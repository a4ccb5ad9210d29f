//! Front-end error types and reporting

use crate::ast::Span;
use thiserror::Error;

/// Result type alias
pub type Result<T> = std::result::Result<T, CompileError>;

/// Error produced before evaluation starts
#[derive(Debug, Error)]
pub enum CompileError {
    #[error("Lexer error at {span}: {message}")]
    Lexer { message: String, span: Span },

    #[error("Parser error at {span}: {message}")]
    Parser { message: String, span: Span },

    #[error("IO error: {message}")]
    Io { message: String },
}

impl CompileError {
    pub fn lexer(message: impl Into<String>, span: Span) -> Self {
        Self::Lexer {
            message: message.into(),
            span,
        }
    }

    pub fn parser(message: impl Into<String>, span: Span) -> Self {
        Self::Parser {
            message: message.into(),
            span,
        }
    }

    pub fn io_error(message: impl Into<String>) -> Self {
        Self::Io {
            message: message.into(),
        }
    }

    pub fn span(&self) -> Option<Span> {
        match self {
            Self::Lexer { span, .. } | Self::Parser { span, .. } => Some(*span),
            Self::Io { .. } => None,
        }
    }

    pub fn message(&self) -> &str {
        match self {
            Self::Lexer { message, .. } | Self::Parser { message, .. } | Self::Io { message } => message,
        }
    }
}

impl From<std::io::Error> for CompileError {
    fn from(err: std::io::Error) -> Self {
        Self::io_error(err.to_string())
    }
}

/// Report error with ariadne
pub fn report_error(filename: &str, source: &str, error: &CompileError) {
    use ariadne::{Color, Label, Report, ReportKind, Source};

    let kind = match error {
        CompileError::Lexer { .. } => "Lexer",
        CompileError::Parser { .. } => "Parser",
        CompileError::Io { .. } => "IO",
    };

    let span = error.span().unwrap_or_default();
    let mut report = Report::build(ReportKind::Error, (filename, span.start..span.end))
        .with_message(format!("{kind} error"));
    if error.span().is_some() {
        report = report.with_label(
            Label::new((filename, span.start..span.end))
                .with_message(error.message())
                .with_color(Color::Red),
        );
    } else {
        report = report.with_note(error.message());
    }
    if report.finish().eprint((filename, Source::from(source))).is_err() {
        eprintln!("{kind} error: {}", error.message());
    }
}

#[cfg(test)]
mod tests {
    use super::*;

    #[test]
    fn test_parser_error_display() {
        let err = CompileError::parser("expected `;`", Span::new(3, 4));
        assert_eq!(err.to_string(), "Parser error at 3..4: expected `;`");
        assert_eq!(err.span(), Some(Span::new(3, 4)));
    }

    #[test]
    fn test_io_error_has_no_span() {
        let err: CompileError = std::io::Error::new(std::io::ErrorKind::NotFound, "missing").into();
        assert!(err.span().is_none());
        assert_eq!(err.message(), "missing");
    }
}
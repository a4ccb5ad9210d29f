//! Tree-walking interpreter
//!
//! Evaluation proceeds in two steps. [`Interpreter::evaluate`] declares and
//! defines the types of a source file, then [`Interpreter::invoke_main`]
//! runs the single `main/0` function among them.

mod define;
mod env;
mod error;
mod eval;
mod pattern;
mod scope;
mod value;

pub use env::{Environment, Property, Type, TypeLoader, TypeRef};
pub use error::{EvalResult, Failure, RuntimeError, Signal, Unwind};
pub use eval::Interpreter;
pub use scope::{child_scope, Scope, ScopeRef, Variable, VariableRef};
pub use value::{Function, ListRef, MapRef, NativeFn, Object, Payload};

/// Default limit on nested calls
pub const DEFAULT_MAX_DEPTH: usize = 10_000;

/// Interpreter configuration
#[derive(Debug, Clone, Copy, PartialEq, Eq)]
pub struct Config {
    /// Calls nested deeper than this raise a stack overflow error
    pub max_depth: usize,
}

impl Default for Config {
    fn default() -> Self {
        Config {
            max_depth: DEFAULT_MAX_DEPTH,
        }
    }
}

--------

#### Exercise brief
With nothing left out, transcribe the records above exactly.

#### Response to the exercise
repository a4ccb5ad9210d29f
//! Front-end error types and reporting

use crate::ast::Span;
use thiserror::Error;

/// Result type alias
pub type Result<T> = std::result::Result<T, CompileError>;

/// Error produced before evaluation starts
#[derive(Debug, Error)]
pub enum CompileError {
    #[error("Lexer error at {span}: {message}")]
    Lexer { message: String, span: Span },

    #[error("Parser error at {span}: {message}")]
    Parser { message: String, span: Span },

    #[error("IO error: {message}")]
    Io { message: String },
}

impl CompileError {
    pub fn lexer(message: impl Into<String>, span: Span) -> Self {
        Self::Lexer {
            message: message.into(),
            span,
        }
    }

    pub fn parser(message: impl Into<String>, span: Span) -> Self {
        Self::Parser {
            message: message.into(),
            span,
        }
    }

    pub fn io_error(message: impl Into<String>) -> Self {
        Self::Io {
            message: message.into(),
        }
    }

    pub fn span(&self) -> Option<Span> {
        match self {
            Self::Lexer { span, .. } | Self::Parser { span, .. } => Some(*span),
            Self::Io { .. } => None,
        }
    }

    pub fn message(&self) -> &str {
        match self {
            Self::Lexer { message, .. } | Self::Parser { message, .. } | Self::Io { message } => message,
        }
    }
}

impl From<std::io::Error> for CompileError {
    fn from(err: std::io::Error) -> Self {
        Self::io_error(err.to_string())
    }
}

/// Report error with ariadne
pub fn report_error(filename: &str, source: &str, error: &CompileError) {
    use ariadne::{Color, Label, Report, ReportKind, Source};

    let kind = match error {
        CompileError::Lexer { .. } => "Lexer",
        CompileError::Parser { .. } => "Parser",
        CompileError::Io { .. } => "IO",
    };

    let span = error.span().unwrap_or_default();
    let mut report = Report::build(ReportKind::Error, (filename, span.start..span.end))
        .with_message(format!("{kind} error"));
    if error.span().is_some() {
        report = report.with_label(
            Label::new((filename, span.start..span.end))
                .with_message(error.message())
                .with_color(Color::Red),
        );
    } else {
        report = report.with_note(error.message());
    }
    if report.finish().eprint((filename, Source::from(source))).is_err() {
        eprintln!("{kind} error: {}", error.message());
    }
}

#[cfg(test)]
mod tests {
    use super::*;

    #[test]
    fn test_parser_error_display() {
        let err = CompileError::parser("expected `;`", Span::new(3, 4));
        assert_eq!(err.to_string(), "Parser error at 3..4: expected `;`");
        assert_eq!(err.span(), Some(Span::new(3, 4)));
    }

    #[test]
    fn test_io_error_has_no_span() {
        let err: CompileError = std::io::Error::new(std::io::ErrorKind::NotFound, "missing").into();
        assert!(err.span().is_none());
        assert_eq!(err.message(), "missing");
    }
}
repository a4ccb5ad9210d29f
//! Tree-walking interpreter
//!
//! Evaluation proceeds in two steps. [`Interpreter::evaluate`] declares and
//! defines the types of a source file, then [`Interpreter::invoke_main`]
//! runs the single `main/0` function among them.

mod define;
mod env;
mod error;
mod eval;
mod pattern;
mod scope;
mod value;

pub use env::{Environment, Property, Type, TypeLoader, TypeRef};
pub use error::{EvalResult, Failure, RuntimeError, Signal, Unwind};
pub use eval::Interpreter;
pub use scope::{child_scope, Scope, ScopeRef, Variable, VariableRef};
pub use value::{Function, ListRef, MapRef, NativeFn, Object, Payload};

/// Default limit on nested calls
pub const DEFAULT_MAX_DEPTH: usize = 10_000;

/// Interpreter configuration
#[derive(Debug, Clone, Copy, PartialEq, Eq)]
pub struct Config {
    /// Calls nested deeper than this raise a stack overflow error
    pub max_depth: usize,
}

impl Default for Config {
    fn default() -> Self {
        Config {
            max_depth: DEFAULT_MAX_DEPTH,
        }
    }
}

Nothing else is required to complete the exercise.